A colectividad NVE é difícil de realizar experimentalmente. Por isso, geralmente se utiliza a colectividad NVT ou NPT nas simulações. No entanto, as simulações NVE são importantes para verificar que um campo de força combinado com um algorítmo de integração conserva a energia do sistema.
Na colectividad canónica, o volume não se altera (V) e não se troca massa (N). A temperatura (T) mantém-se ao redor da média desejada. A temperatura instantânea do sistema não é constante, senão só sua média. Na colectividad NVT, a energia dos processos endotérmicos e exotérmicos (transições conformacionales entre estados com diferentes energias potenciais) é trocada com um termostato.
Existe uma grande variedade de termostatos para acrescentar ou remover energia para manter a temperatura média constante. Incluem a reescalación de velocidades, dinâmica Langevin, termostato Nosé-Hoover e o termostato Berendsen.
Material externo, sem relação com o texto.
//! HTTP client for the upstream push-delivery service.

use crate::config::UpstreamConfig;
use crate::upstream::{
    EncryptedPush, PushGateway, RegisterData, UpstreamError, UpstreamResponse,
};
use async_trait::async_trait;
use reqwest::Url;
use serde::de::DeserializeOwned;
use tracing::debug;

/// reqwest-backed [`PushGateway`].
pub struct HttpPushGateway {
    client: reqwest::Client,
    base_url: String,
    base: Url,
    token: Option<String>,
}

impl HttpPushGateway {
    /// Create a gateway from configuration.
    ///
    /// The base URL must include a scheme; a trailing slash is trimmed.
    pub fn new(config: &UpstreamConfig) -> Result<Self, UpstreamError> {
        let base_url = config.base_url.trim().trim_end_matches('/').to_string();
        if base_url.is_empty() {
            return Err(UpstreamError::InvalidBaseUrl(
                "base url is required".to_string(),
            ));
        }
        if !(base_url.starts_with("http://") || base_url.starts_with("https://")) {
            return Err(UpstreamError::InvalidBaseUrl(format!(
                "base url must include scheme: {}",
                base_url
            )));
        }
        let base = Url::parse(&base_url)
            .map_err(|e| UpstreamError::InvalidBaseUrl(format!("{}: {}", base_url, e)))?;
        if base.cannot_be_a_base() {
            return Err(UpstreamError::InvalidBaseUrl(base_url));
        }

        let client = reqwest::Client::builder()
            .timeout(config.request_timeout())
            .build()?;

        Ok(Self {
            client,
            base_url,
            base,
            token: config
                .token
                .as_ref()
                .map(|t| t.trim().to_string())
                .filter(|t| !t.is_empty()),
        })
    }

    pub fn base_url(&self) -> &str {
        &self.base_url
    }

    // --- Internal helpers ---

    /// Append one escaped path segment to the base URL.
    fn resolve(&self, segment: &str) -> Url {
        let mut url = self.base.clone();
        if let Ok(mut segments) = url.path_segments_mut() {
            segments.pop_if_empty().push(segment);
        }
        url
    }

    fn decorate(&self, request: reqwest::RequestBuilder) -> reqwest::RequestBuilder {
        match &self.token {
            Some(token) => request.header("API-TOKEN", token),
            None => request,
        }
    }

    async fn send<T: DeserializeOwned + Default>(
        &self,
        operation: &'static str,
        request: reqwest::RequestBuilder,
    ) -> Result<UpstreamResponse<T>, UpstreamError> {
        let resp = self.decorate(request).send().await?;

        if resp.status() != reqwest::StatusCode::OK {
            return Err(UpstreamError::Status {
                operation,
                status: resp.status().as_u16(),
            });
        }

        let body = resp.bytes().await?;
        serde_json::from_slice(&body).map_err(|e| UpstreamError::Decode(e.to_string()))
    }
}

#[async_trait]
impl PushGateway for HttpPushGateway {
    async fn ping(&self) -> Result<UpstreamResponse<serde_json::Value>, UpstreamError> {
        let request = self.client.get(self.resolve("ping"));
        self.send("ping", request).await
    }

    async fn register(
        &self,
        device_token: &str,
        legacy_key: Option<&str>,
    ) -> Result<UpstreamResponse<RegisterData>, UpstreamError> {
        let mut query = vec![("devicetoken", device_token)];
        if let Some(key) = legacy_key.filter(|k| !k.is_empty()) {
            query.push(("key", key));
        }
        debug!("Registering device token with upstream");

        let request = self.client.get(self.resolve("register")).query(&query);
        self.send("register", request).await
    }

    async fn push(
        &self,
        device_key: &str,
        ciphertext: &str,
        iv: &str,
    ) -> Result<UpstreamResponse<serde_json::Value>, UpstreamError> {
        let body = EncryptedPush {
            ciphertext: ciphertext.to_string(),
            iv: iv.to_string(),
        };
        let request = self.client.post(self.resolve(device_key)).json(&body);
        self.send("push", request).await
    }

    fn device_endpoint(&self, device_key: &str) -> String {
        self.resolve(device_key).to_string()
    }
}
Não é fácil obter uma distribuição de microestados correspondente à colectividad canónica, já que isso depende do tamanho do sistema, selecção do termostato, parámetros do termostato, passo de tempo e integrador utilizados.
Na actualidade existem vários programas capazes de levar a cabo as simulações de DM, e a sua vez existem vários campos de força, que em general podem se utilizar com diversos programas. CHARMM, AMBER, NAMD e GROMACS são alguns dos pacotes mais populares.